The Only Opinion About Your Body That Matters Is Yours

bitch-who-asked-you-a-bitch-who-didnt-ask-you-quote-1.jpg

What do you do when someone you dearly love (a woman) tells you that someone else you dearly love (her partner, a dude) recently took her to task for allowing her ass to get too big, and you have a lot of Feelings about it? If you are me, you write this blog post ... 

Because, you know, I have it so good in the people-shutting-the-fuck-up-about-my-body department that I sometimes forget that not all husbands are kind and not all women have assimilated the Be Less Crazy About Your Body point of view.

What is that? Well, thanks for asking. It's basically boils down to understanding that

  • Your body is yours. You get to decide how you feel about it.
  • Hating on our bodies for whatever reason is a habit instilled in us by our patriarchal culture, and it's neither required nor advisable.
  • We can learn to let go of these self-defeating habits and instead appreciate our bodies for what they are -- vehicles that allow us to experience and contribute to this world. Nothing more and nothing less. 

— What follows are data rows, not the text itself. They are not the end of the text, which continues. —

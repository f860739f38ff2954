//! Profile store HTTP client (reqwest-based).

use crate::error::{ProfileError, ProfileResult};
use crate::models::{ProfileRecord, ProfileSearchResponse};
use reqwest::Client;
use std::collections::HashMap;
use std::time::Duration;
use tracing::{debug, warn};

/// Number of identifiers per batch search chunk. The store caps query
/// length, so larger id sets are split.
const BATCH_CHUNK_SIZE: usize = 50;

/// Profile store client.
///
/// Authenticates with an API key/secret pair carried as form fields on
/// every call (the store's protocol); credentials are configured
/// server-side and never taken from run requests.
#[derive(Clone)]
pub struct ProfileClient {
    base_url: String,
    api_key: String,
    secret: String,
    http_client: Client,
}

impl std::fmt::Debug for ProfileClient {
    fn fmt(&self, f: &mut std::fmt::Formatter<'_>) -> std::fmt::Result {
        f.debug_struct("ProfileClient")
            .field("base_url", &self.base_url)
            .field("api_key", &self.api_key)
            .field("secret", &"[REDACTED]")
            .finish()
    }
}

impl ProfileClient {
    /// Create a new profile store client.
    pub fn new(
        base_url: String,
        api_key: String,
        secret: String,
        timeout: Duration,
    ) -> ProfileResult<Self> {
        let http_client = Client::builder()
            .timeout(timeout)
            .user_agent("crosswalk-profile/1.0")
            .build()
            .map_err(|e| {
                ProfileError::InvalidConfig(format!("Failed to build HTTP client: {e}"))
            })?;

        Ok(Self::with_http_client(base_url, api_key, secret, http_client))
    }

    /// Create a client with a pre-built `reqwest::Client` (for testing).
    #[must_use]
    pub fn with_http_client(
        base_url: String,
        api_key: String,
        secret: String,
        http_client: Client,
    ) -> Self {
        Self {
            base_url: base_url.trim_end_matches('/').to_string(),
            api_key,
            secret,
            http_client,
        }
    }

    /// Batch-resolve profiles for a set of external identifiers.
    ///
    /// Identifiers are split into chunks of 50 and resolved with one "IN"
    /// query per chunk, transparently following any continuation token. The
    /// merged result map is keyed by lowercased identifier.
    ///
    /// A failed chunk (transport error or API-level error code) is logged
    /// and skipped; its identifiers stay absent from the map, which is
    /// what routes them to the individual fallback. No retry happens here.
    pub async fn batch_lookup(&self, ids: &[String]) -> HashMap<String, ProfileRecord> {
        let mut merged = HashMap::new();
        if ids.is_empty() {
            return merged;
        }

        for (chunk_index, chunk) in ids.chunks(BATCH_CHUNK_SIZE).enumerate() {
            let quoted: Vec<String> = chunk.iter().map(|id| format!("\"{id}\"")).collect();
            let query = format!(
                "SELECT externalId, email, firstName, lastName, isActive, isRegistered, \
                 isVerified, createdAt, updatedAt, lastLoginAt FROM profiles \
                 WHERE externalId IN ({})",
                quoted.join(",")
            );

            match self.search_chunk(&query).await {
                Ok(records) => {
                    for record in records {
                        merged.insert(record.external_id.to_lowercase(), record);
                    }
                }
                Err(error) => {
                    warn!(
                        chunk = chunk_index,
                        error = %error,
                        "Batch profile search failed for chunk; ids fall through to individual lookup"
                    );
                }
            }
        }

        debug!(
            requested = ids.len(),
            resolved = merged.len(),
            "Batch profile lookup finished"
        );
        merged
    }

    /// Fetch a single profile by external identifier.
    ///
    /// Used only for identifiers the batch lookup did not return. A store
    /// answer with a nonzero error code still deserializes into a record;
    /// only transport and parse failures are errors.
    pub async fn individual_lookup(&self, id: &str) -> ProfileResult<ProfileRecord> {
        debug!(external_id = id, "Individual profile lookup");
        let url = format!("{}/api/profiles/get", self.base_url);
        let form = [
            ("apiKey", self.api_key.as_str()),
            ("secret", self.secret.as_str()),
            ("externalId", id),
            ("format", "json"),
        ];

        let response = self.http_client.post(&url).form(&form).send().await?;
        let body = response.text().await?;
        serde_json::from_str(&body)
            .map_err(|e| ProfileError::Parse(format!("profile get response: {e}")))
    }

    /// Run one chunk's search query, following continuation tokens until
    /// the store reports no more results.
    async fn search_chunk(&self, query: &str) -> ProfileResult<Vec<ProfileRecord>> {
        let mut records = Vec::new();
        let mut response = self.post_search(&[("query", query)]).await?;

        loop {
            if response.error_code != 0 {
                return Err(ProfileError::Api {
                    code: response.error_code,
                    message: response.error_message.unwrap_or_default(),
                });
            }
            records.extend(response.results);

            match response.next_cursor_id {
                Some(cursor) => {
                    response = self.post_search(&[("cursorId", cursor.as_str())]).await?;
                }
                None => break,
            }
        }

        Ok(records)
    }

    async fn post_search(&self, params: &[(&str, &str)]) -> ProfileResult<ProfileSearchResponse> {
        let url = format!("{}/api/profiles/search", self.base_url);
        let mut form = vec![
            ("apiKey", self.api_key.as_str()),
            ("secret", self.secret.as_str()),
            ("format", "json"),
        ];
        form.extend_from_slice(params);

        let response = self.http_client.post(&url).form(&form).send().await?;
        let body = response.text().await?;
        serde_json::from_str(&body)
            .map_err(|e| ProfileError::Parse(format!("profile search response: {e}")))
    }
}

But none of this is what we are taught, and unless we choose to change our minds, most of us will be stuck with our culture's default settings ...

  • What your body is for is to please and serve other people. To cause and alleviate boners. 
  • Your value as a human has a great deal to do with how many boners you are able to cause. 
  • Other people should make themselves free to comment on your body, because how else will you know how much you are worth? 

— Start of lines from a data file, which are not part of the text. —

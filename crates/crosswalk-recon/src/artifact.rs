//! Ephemeral storage for downloadable run artifacts.
//!
//! Each run owns exactly one key (its job id) and only ever writes its own
//! entry. The store is injected into both the start- and download-handlers
//! rather than living in a process-wide global.

use chrono::{DateTime, Duration, Utc};
use rand::Rng;
use std::collections::HashMap;
use std::sync::RwLock;

/// How long a finished artifact stays downloadable, in seconds.
pub const ARTIFACT_TTL_SECS: i64 = 3600;

/// One run's downloadable result file.
#[derive(Debug, Clone)]
pub struct JobArtifact {
    /// Unique job key (`recon-<epoch millis>-<random suffix>`).
    pub job_id: String,
    /// Rendered CSV content.
    pub content: String,
    /// Creation time; drives TTL eviction.
    pub created_at: DateTime<Utc>,
}

/// Keyed storage for run artifacts.
///
/// Implementations are process-lifetime only; artifacts do not survive
/// restarts.
pub trait JobArtifactStore: Send + Sync {
    /// Store an artifact under its job id.
    fn put(&self, artifact: JobArtifact);

    /// Fetch an artifact; `None` when unknown or past its TTL.
    fn get(&self, job_id: &str) -> Option<JobArtifact>;

    /// Drop artifacts older than the TTL. Swept lazily at job creation.
    fn sweep_expired(&self);
}

/// In-memory artifact store with TTL eviction.
#[derive(Debug, Default)]
pub struct InMemoryArtifactStore {
    entries: RwLock<HashMap<String, JobArtifact>>,
}

impl InMemoryArtifactStore {
    /// Create an empty store.
    #[must_use]
    pub fn new() -> Self {
        Self::default()
    }
}

impl JobArtifactStore for InMemoryArtifactStore {
    fn put(&self, artifact: JobArtifact) {
        if let Ok(mut entries) = self.entries.write() {
            entries.insert(artifact.job_id.clone(), artifact);
        }
    }

    fn get(&self, job_id: &str) -> Option<JobArtifact> {
        let entries = self.entries.read().ok()?;
        let artifact = entries.get(job_id)?;
        // Expired-but-unswept entries must not be served.
        if Utc::now() - artifact.created_at > Duration::seconds(ARTIFACT_TTL_SECS) {
            return None;
        }
        Some(artifact.clone())
    }

    fn sweep_expired(&self) {
        let cutoff = Utc::now() - Duration::seconds(ARTIFACT_TTL_SECS);
        if let Ok(mut entries) = self.entries.write() {
            entries.retain(|_, artifact| artifact.created_at >= cutoff);
        }
    }
}

/// Generate a job id: `recon-<epoch millis>-<6 random base36 chars>`.
#[must_use]
pub fn new_job_id() -> String {
    const ALPHABET: &[u8] = b"0123456789abcdefghijklmnopqrstuvwxyz";
    let mut rng = rand::thread_rng();
    let suffix: String = (0..6)
        .map(|_| ALPHABET[rng.gen_range(0..ALPHABET.len())] as char)
        .collect();
    format!("recon-{}-{}", Utc::now().timestamp_millis(), suffix)
}

#[cfg(test)]
mod tests {
    use super::*;

    fn artifact_created_at(minutes_ago: i64) -> JobArtifact {
        JobArtifact {
            job_id: format!("recon-test-{minutes_ago}"),
            content: "DirectoryID,ExternalID\n".to_string(),
            created_at: Utc::now() - Duration::minutes(minutes_ago),
        }
    }

    #[test]
    fn test_put_then_get() {
        let store = InMemoryArtifactStore::new();
        let artifact = artifact_created_at(0);
        let job_id = artifact.job_id.clone();
        store.put(artifact);

        let fetched = store.get(&job_id).unwrap();
        assert_eq!(fetched.job_id, job_id);
        assert!(fetched.content.starts_with("DirectoryID"));
    }

    #[test]
    fn test_get_unknown_job_is_none() {
        let store = InMemoryArtifactStore::new();
        assert!(store.get("recon-missing").is_none());
    }

    #[test]
    fn test_artifact_downloadable_before_ttl() {
        let store = InMemoryArtifactStore::new();
        let artifact = artifact_created_at(59);
        let job_id = artifact.job_id.clone();
        store.put(artifact);
        assert!(store.get(&job_id).is_some());
    }

    #[test]
    fn test_artifact_expired_after_ttl_even_without_sweep() {
        let store = InMemoryArtifactStore::new();
        let artifact = artifact_created_at(61);
        let job_id = artifact.job_id.clone();
        store.put(artifact);
        assert!(store.get(&job_id).is_none());
    }

    #[test]
    fn test_sweep_removes_only_expired_entries() {
        let store = InMemoryArtifactStore::new();
        let fresh = artifact_created_at(10);
        let stale = artifact_created_at(120);
        let fresh_id = fresh.job_id.clone();
        let stale_id = stale.job_id.clone();
        store.put(fresh);
        store.put(stale);

        store.sweep_expired();

        assert!(store.get(&fresh_id).is_some());
        assert!(store.get(&stale_id).is_none());
    }

    #[test]
    fn test_job_ids_are_unique_and_well_formed() {
        let a = new_job_id();
        let b = new_job_id();
        assert!(a.starts_with("recon-"));
        assert_eq!(a.rsplit('-').next().map(str::len), Some(6));
        assert_ne!(a, b);
    }
}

Even typing that out fills me with white-hot rage, because this way of seeing women including ourselves holds us back in about a million ways. It means that men and women alike feel entitled to assess us based on our looks, throughout our entire lives.

Even grosser, it means that we get used to these assessments, even seeking them out for validation that we are worth something. We learn to see our value as approximately equal to the sum of what other people think about the way we look. We learn to sit outside ourselves and endlessly critique, trying to imagine what other people see. Instead of learning to fully inhabit and make use of these vehicles which we totally and completely own, we hand over the keys to anyone who has an opinion about them.

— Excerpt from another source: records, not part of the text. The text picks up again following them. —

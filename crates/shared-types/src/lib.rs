pub mod types;

pub use types::{
    DataType, DocumentProfile, DraftStatus, DuplicateVariable, Template, VariableDescriptor,
};
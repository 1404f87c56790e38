//! Embedding-based template matching with a rerank confidence gate
//!
//! Matching runs in three stages:
//! 1. Embed the free-text query (embedding failure aborts the attempt).
//! 2. Rank every stored template by cosine similarity against the query
//!    embedding and shortlist the top K.
//! 3. Ask the rerank oracle to pick the best shortlist entry; gate its
//!    confidence against a threshold. A failed or out-of-range rerank
//!    degrades to the top-similarity candidate with its similarity standing
//!    in for confidence. Degraded, not fatal.
//!
//! An empty template library is a distinct terminal outcome, not an error;
//! a below-threshold confidence is a signal for the caller to fall back to
//! an external search or ask the user to disambiguate. This module only
//! raises the signal.

use std::cmp::Ordering;
use std::sync::Arc;
use tracing::{debug, warn};

use crate::error::MatchError;
use crate::oracle::{EmbeddingOracle, RerankCandidate, RerankOracle};
use shared_types::Template;

/// Shortlist size handed to the rerank oracle
pub const DEFAULT_TOP_K: usize = 5;

/// Confidence below which a match is reported as low-confidence
pub const MIN_CONFIDENCE_THRESHOLD: f32 = 0.7;

/// Matching parameters; static per process, overridable once at construction
#[derive(Debug, Clone, Copy)]
pub struct MatcherConfig {
    pub top_k: usize,
    pub min_confidence: f32,
}

impl Default for MatcherConfig {
    fn default() -> Self {
        Self {
            top_k: DEFAULT_TOP_K,
            min_confidence: MIN_CONFIDENCE_THRESHOLD,
        }
    }
}

/// Ephemeral ranking record: one template scored against one query
#[derive(Debug, Clone, PartialEq, serde::Serialize)]
pub struct MatchCandidate {
    pub template_id: String,
    pub similarity: f32,
}

/// Terminal result of one match attempt
#[derive(Debug, Clone, PartialEq)]
pub enum MatchOutcome {
    /// Confidence cleared the gate; use this template
    Matched { template_id: String, confidence: f32 },
    /// Best candidate found but below the gate; caller decides the fallback
    LowConfidence { template_id: String, confidence: f32 },
    /// The library is empty; nothing to rank
    NoTemplates,
}

/// Cosine similarity between two vectors; 0 for zero magnitude or
/// mismatched dimensions
pub fn cosine_similarity(a: &[f32], b: &[f32]) -> f32 {
    if a.len() != b.len() {
        return 0.0;
    }
    let dot: f32 = a.iter().zip(b).map(|(x, y)| x * y).sum();
    let norm_a: f32 = a.iter().map(|x| x * x).sum::<f32>().sqrt();
    let norm_b: f32 = b.iter().map(|x| x * x).sum::<f32>().sqrt();
    if norm_a == 0.0 || norm_b == 0.0 {
        0.0
    } else {
        dot / (norm_a * norm_b)
    }
}

/// Rank all templates by similarity to a query embedding, descending.
///
/// The sort is stable, so equal scores keep template insertion order.
pub fn rank(query_embedding: &[f32], templates: &[Template]) -> Vec<MatchCandidate> {
    let mut candidates: Vec<MatchCandidate> = templates
        .iter()
        .map(|t| MatchCandidate {
            template_id: t.template_id.clone(),
            similarity: cosine_similarity(query_embedding, &t.embedding),
        })
        .collect();
    candidates.sort_by(|a, b| b.similarity.partial_cmp(&a.similarity).unwrap_or(Ordering::Equal));
    candidates
}

/// Resolves a free-text query to the best stored template
pub struct TemplateMatcher {
    embeddings: Arc<dyn EmbeddingOracle>,
    reranker: Arc<dyn RerankOracle>,
    config: MatcherConfig,
}

impl TemplateMatcher {
    pub fn new(
        embeddings: Arc<dyn EmbeddingOracle>,
        reranker: Arc<dyn RerankOracle>,
        config: MatcherConfig,
    ) -> Self {
        Self {
            embeddings,
            reranker,
            config,
        }
    }

    /// Run the full match protocol for `query` against `templates`.
    ///
    /// Only an embedding failure is an error; every downstream oracle
    /// problem degrades per the module rules.
    pub async fn resolve(
        &self,
        query: &str,
        templates: &[Template],
    ) -> Result<MatchOutcome, MatchError> {
        Ok(self.resolve_ranked(query, templates).await?.0)
    }

    /// Like [`resolve`](Self::resolve), but also returns the full similarity
    /// ranking so callers can present alternatives.
    pub async fn resolve_ranked(
        &self,
        query: &str,
        templates: &[Template],
    ) -> Result<(MatchOutcome, Vec<MatchCandidate>), MatchError> {
        let query_embedding = self.embeddings.embed(query).await?;

        let mut scored: Vec<(usize, f32)> = templates
            .iter()
            .enumerate()
            .map(|(i, t)| (i, cosine_similarity(&query_embedding, &t.embedding)))
            .collect();
        scored.sort_by(|a, b| b.1.partial_cmp(&a.1).unwrap_or(Ordering::Equal));

        let ranked: Vec<MatchCandidate> = scored
            .iter()
            .map(|&(i, similarity)| MatchCandidate {
                template_id: templates[i].template_id.clone(),
                similarity,
            })
            .collect();

        scored.truncate(self.config.top_k.max(1));

        if scored.is_empty() {
            return Ok((MatchOutcome::NoTemplates, ranked));
        }

        let shortlist: Vec<RerankCandidate> = scored
            .iter()
            .map(|&(i, _)| {
                let t = &templates[i];
                RerankCandidate {
                    template_id: t.template_id.clone(),
                    title: t.title.clone(),
                    doc_type: t.doc_type.clone(),
                    description: t.description.clone(),
                }
            })
            .collect();

        let (winner_index, confidence) = match self.reranker.rerank(query, &shortlist).await {
            Ok(decision) if decision.selected_index < scored.len() => {
                debug!(
                    selected = decision.selected_index,
                    confidence = decision.confidence,
                    "rerank decision accepted"
                );
                (scored[decision.selected_index].0, decision.confidence)
            }
            Ok(decision) => {
                warn!(
                    index = decision.selected_index,
                    shortlist = scored.len(),
                    "rerank index out of range, falling back to top similarity"
                );
                (scored[0].0, scored[0].1)
            }
            Err(e) => {
                warn!(error = %e, "rerank failed, falling back to top similarity");
                (scored[0].0, scored[0].1)
            }
        };

        let template_id = templates[winner_index].template_id.clone();
        let outcome = if confidence >= self.config.min_confidence {
            MatchOutcome::Matched {
                template_id,
                confidence,
            }
        } else {
            MatchOutcome::LowConfidence {
                template_id,
                confidence,
            }
        };
        Ok((outcome, ranked))
    }
}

It is heartbreaking. But it is NOT DESTINY. These are simply shitty emotional habits that we learned from a culture that does not value our personhood, and these habits can be changed. Each of us can learn to see ourselves in a fuller, kinder, more accurate, and more useful way. 

And as we do that, we can also draw boundaries about how we will allow ourselves to be spoken to.

When your husband tells you your ass is looking fat in those jeans, you can be like, "Bitch, who asked you?"

When a well-meaning but irritating relative offers diet advice, you can tell them, "I'm not interested in talking about that."

When someone you don't even know offers any kind of opinion on your body that you don't care to hear, you can tell them, "I honestly could not care any less about your opinion on my body."

Because, friends, even though these kinds of comments are as common as deranged tweets from our president, they are still completely fucked. They are all about trying to control you. They are all about others feeling entitled to dictate how you feel about yourself. And they are certainly all reflections of how these people see themselves. 

Personally, I'm kind of a bitch, so I shut this kind of shit down instinctively quite a while ago. But if you are nicer than me (which you probably are), you may need some practice. I suggest calling upon memories of when people made unsolicited comments about your appearance to get hyped up, and speaking these phrases out loud. 

"That's not a topic I'm interested in talking about with you."

"Hahaha, I'm not that fussed about it. MOVING ON ..."

"Diet talk again? Ugh, can we not?"

"I can't imagine why you think I care about your opinion."

"My body is not up for discussion."

And then you hold the line. If they double back on what they were trying to say, you walk away. You protect your brainspace like a lioness protects her baby lions. You be, and stay, less crazy.

You also help the hapless opinion-sharer, because, honestly? Someone should tell them how deeply no one cares what they think.

It's not the easiest thing to do, but it's not that hard, either. And when you let go of the habit of hating on your body, you gain so much freedom. It's like Konmari-ing your brain. So much light and empty space! 

If your loved ones don't get it right away, that's OK. You just hold the line, and they eventually will change their thinking ... or at least they will shut up about it. I used a simple and loving version of this script with my grandma when she'd continually bring up the topic of my weight -- "I'm not interested in taking about that" -- and it didn't take her long to get it. 

I leave it to you to decide who deserves a "Bitch, who asked you?" and who deserves a simple "I don't want to talk about that." But I do really hope that you (and my beloved person) will commit to holding the line on behalf of your own personhood and bodily integrity.

The only opinion about your body that matters is yours, so focus on getting that straight, and let everyone else's thoughts go.